[Saved entries]
use tracing::{info, warn};

use crate::domain::error::{DomainError, FieldErrors};
use crate::domain::models::user::User;
use crate::storage::sqlite::repositories::UserRepository;
use crate::storage::sqlite::DbConnection;
use shared::{CreateUserRequest, UpdateUserRequest};

const MAX_NAME_LENGTH: usize = 50;
const MAX_ADDRESS_LENGTH: usize = 200;
const MAX_EMAIL_LENGTH: usize = 200;

/// Service for managing user accounts
#[derive(Clone)]
pub struct UserService {
    users: UserRepository,
}

impl UserService {
    /// Create a new UserService
    pub fn new(db: DbConnection) -> Self {
        Self {
            users: UserRepository::new(db),
        }
    }

    /// Create a new user
    pub async fn create_user(&self, request: CreateUserRequest) -> Result<User, DomainError> {
        info!("Creating user: email={:?}", request.email);

        // Validate the request
        let (name, email, address) = self.validate_create_request(&request)?;

        // Reject emails that are already registered
        if self.users.find_user_by_email(&email).await?.is_some() {
            warn!("Email already in use: {}", email);
            return Err(DomainError::Conflict("Email is already in use.".to_string()));
        }

        let user = self.users.create_user(&name, &email, &address).await?;

        info!("Created user: {} with ID: {}", user.email, user.id);

        Ok(user)
    }

    /// Get a user by ID
    pub async fn get_user(&self, user_id: i64) -> Result<User, DomainError> {
        info!("Getting user: {}", user_id);

        match self.users.get_user(user_id).await? {
            Some(user) => Ok(user),
            None => {
                warn!("User not found: {}", user_id);
                Err(DomainError::not_found("User", user_id))
            }
        }
    }

    /// List all users
    pub async fn list_users(&self) -> Result<Vec<User>, DomainError> {
        info!("Listing all users");

        let users = self.users.list_users().await?;

        info!("Found {} users", users.len());

        Ok(users)
    }

    /// Update an existing user's name and email
    pub async fn update_user(
        &self,
        user_id: i64,
        request: UpdateUserRequest,
    ) -> Result<User, DomainError> {
        info!("Updating user: {}", user_id);

        // Get the existing user
        let mut user = self
            .users
            .get_user(user_id)
            .await?
            .ok_or_else(|| DomainError::not_found("User", user_id))?;

        // Validate the update request
        let (name, email) = self.validate_update_request(&request)?;

        // The new email must not belong to another account
        if email != user.email && self.users.find_user_by_email(&email).await?.is_some() {
            warn!("Email already in use: {}", email);
            return Err(DomainError::Conflict("Email is already in use.".to_string()));
        }

        user.name = name;
        user.email = email;
        self.users.update_user(&user).await?;

        info!("Updated user: {} with ID: {}", user.email, user.id);

        Ok(user)
    }

    /// Delete a user along with their orders
    pub async fn delete_user(&self, user_id: i64) -> Result<(), DomainError> {
        info!("Deleting user: {}", user_id);

        // Orders and their product links cascade at the schema level
        let deleted = self.users.delete_user(user_id).await?;
        if !deleted {
            warn!("User not found: {}", user_id);
            return Err(DomainError::not_found("User", user_id));
        }

        info!("Deleted user: {}", user_id);

        Ok(())
    }

    /// Validate create user request
    fn validate_create_request(
        &self,
        request: &CreateUserRequest,
    ) -> Result<(String, String, String), DomainError> {
        let mut errors = FieldErrors::new();

        let name = match request.name.as_deref().map(str::trim) {
            None | Some("") => {
                errors.add("name", "Missing data for required field.");
                String::new()
            }
            Some(name) => {
                if name.len() > MAX_NAME_LENGTH {
                    errors.add(
                        "name",
                        format!("Longer than maximum length {}.", MAX_NAME_LENGTH),
                    );
                }
                name.to_string()
            }
        };

        let email = match request.email.as_deref().map(str::trim) {
            None | Some("") => {
                errors.add("email", "Missing data for required field.");
                String::new()
            }
            Some(email) => {
                if email.len() > MAX_EMAIL_LENGTH {
                    errors.add(
                        "email",
                        format!("Longer than maximum length {}.", MAX_EMAIL_LENGTH),
                    );
                }
                if !email.contains('@') {
                    errors.add("email", "Not a valid email address.");
                }
                email.to_string()
            }
        };

        // Address is optional and defaults to an empty string
        let address = request.address.clone().unwrap_or_default();
        if address.len() > MAX_ADDRESS_LENGTH {
            errors.add(
                "address",
                format!("Longer than maximum length {}.", MAX_ADDRESS_LENGTH),
            );
        }

        if !errors.is_empty() {
            return Err(DomainError::Validation(errors));
        }

        Ok((name, email, address))
    }

    /// Validate update user request; both fields are required
    fn validate_update_request(
        &self,
        request: &UpdateUserRequest,
    ) -> Result<(String, String), DomainError> {
        let (name, email, _) = self.validate_create_request(&CreateUserRequest {
            name: request.name.clone(),
            email: request.email.clone(),
            address: None,
        })?;

        Ok((name, email))
    }
}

- Task prompt -
Nothing should appear in the answer except the lines from the one with "Ok((name, email, address))" through the final line of the records, written exactly.

- Task answer -
        Ok((name, email, address))
    }

    /// Validate update user request; both fields are required
    fn validate_update_request(
        &self,
        request: &UpdateUserRequest,
    ) -> Result<(String, String), DomainError> {
        let (name, email, _) = self.validate_create_request(&CreateUserRequest {
            name: request.name.clone(),
            email: request.email.clone(),
            address: None,
        })?;

        Ok((name, email))
    }
}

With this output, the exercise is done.